Abstract 162P
Background
Germline pathogenic variants (PV) in the BRCA1 gene increase the risk of breast cancer (BC). Yet, the extent to which different types of BRCA1 PV affect BC phenotype and outcomes is poorly understood. In particular, whether BRCA1 large genomic rearrangements (LGR) are associated with distinct clinicopathological features and survival outcomes remains unexplored.
Methods
We conducted a retrospective multicenter study of germline PV BRCA1 carriers diagnosed with BC. Patients with BRCA-associated malignancies prior to BC diagnosis or PV in other BC-susceptibility genes were excluded.
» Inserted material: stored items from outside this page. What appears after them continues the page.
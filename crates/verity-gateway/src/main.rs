//! Verity Gateway CLI
//!
//! Starts the Gateway HTTP server for OIDC login and the backend proxy.

use std::env;
use std::process;
use verity_gateway::{config::GatewayConfig, start_server, GatewayError};

#[tokio::main]
async fn main() {
    if let Err(e) = run().await {
        eprintln!("Error: {}", e);
        process::exit(1);
    }
}

async fn run() -> Result<(), GatewayError> {
    let args: Vec<String> = env::args().collect();

    let config = if args.len() > 2 && args[1] == "--config" {
        // Load from specified config file
        GatewayConfig::from_file(&args[2])?
    } else if args.len() > 1 && args[1] == "--help" {
        print_help();
        process::exit(0);
    } else {
        // Fall back to environment variables, then to the test defaults
        match GatewayConfig::from_env() {
            Ok(config) => config,
            Err(e) => {
                eprintln!("Warning: environment configuration incomplete ({})", e);
                eprintln!("Using default test configuration");
                eprintln!("Usage: verity-gateway --config <path-to-config.toml>");
                eprintln!();
                GatewayConfig::default_test_config()
            }
        }
    };

    start_server(config).await?;

    Ok(())
}

fn print_help() {
    println!("Verity Gateway - OIDC Login and Backend Proxy");
    println!();
    println!("USAGE:");
    println!("    verity-gateway --config <path-to-config.toml>");
    println!();
    println!("OPTIONS:");
    println!("    --config <file>    Load configuration from TOML file");
    println!("    --help             Print this help message");
    println!();
    println!("ENVIRONMENT:");
    println!("    Without --config, configuration is read from:");
    println!("    - WLD_CLIENT_ID / WLD_CLIENT_SECRET: OIDC client credentials");
    println!("    - AUTH_CALLBACK_URL: registered redirect URI");
    println!("    - FRONTEND_URL: post-login redirect target");
    println!("    - AUTH_SECRET: session cookie signing secret");
    println!("    - VERITY_API_BASE_URL: fact-check backend base URL");
    println!("    - FACT_CHECK_API_KEY: server-held key for the proxy route");
    println!();
}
Independent samples T-test, X2, and Fisher’s exact tests were used to evaluate associations between variables. After excluding patients with de novo stage IV BC, disease-free survival (DFS) and overall survival (OS) rates were calculated using the Kaplan-Meier method and compared according to LGR status using the log-rank test.
Results
Among 111 patients, mean age at diagnosis was 38 years (SD 8), 106 (96%) had localized disease, 100 (90%) had triple-negative BC, and 42 (38%) were carriers of BRCA1 LGR. Clinicopathological features according to LGR status are shown in the table. Overall, there were no statistically significant differences between groups. With a median follow-up of 97 months (95% CI 82-112), 10-year DFS rates were not significantly different between the LGR and non-LGR groups (39% and 40%, respectively; p=0.441). However, a notable distinction emerged in OS, as patients harboring BRCA1 LGR demonstrated significantly enhanced 10-year OS rates (95% vs. 57%, p=0.014). Table: 162P
| Non-LGR | LGR | p-value | |
| n | 69 (62%) | 42 (38%) | |
| Age (mean + SD) | 38 + 8 | 38 + 7 | 0.705 |
| Stage at diagnosis | |||
| I | 8 (12%) | 4 (10%) | |
| II | 34 (49%) | 27 (64%) | 0.432 |
| III | 24 (35%) | 9 (21%) | |
| IV | 3 (4%) | 2 (5%) | |
| Molecular subtype | |||
| HR-/HER2- | 62 (90%) | 38 (90%) | |
| HR-/HER2+ | 0 | 2 (5%) | 0.068 |
| HR+/HER2- | 7 (10%) | 1 (2%) | |
| HR+/HER2+ | 0 | 1 (2%) | |
| Use of platinum salts | |||
| No | 42 (64%) | 29 (73%) | 0.347 |
| Yes | 24 (36%) | 11 (28%) | |
| Second primary malignancy | |||
| No | 54 (78%) | 31 (74%) | 0.591 |
| Yes | 15 (22%) | 11 (26%) |
Conclusions
In this cohort of BRCA1 carriers with BC, patients with LGRs exhibited significantly superior survival outcomes. We hypothesize that this survival advantage may be attributed to an intrinsic resistance to reversion mutations in LGR carriers, which have the potential to revert the gene's function, reducing the effectiveness of therapies designed to target BRCA1 dysfunction.
Legal entity responsible for the study
The authors.
Funding
Has not received any funding.
Disclosure
All authors have declared no conflicts of interest.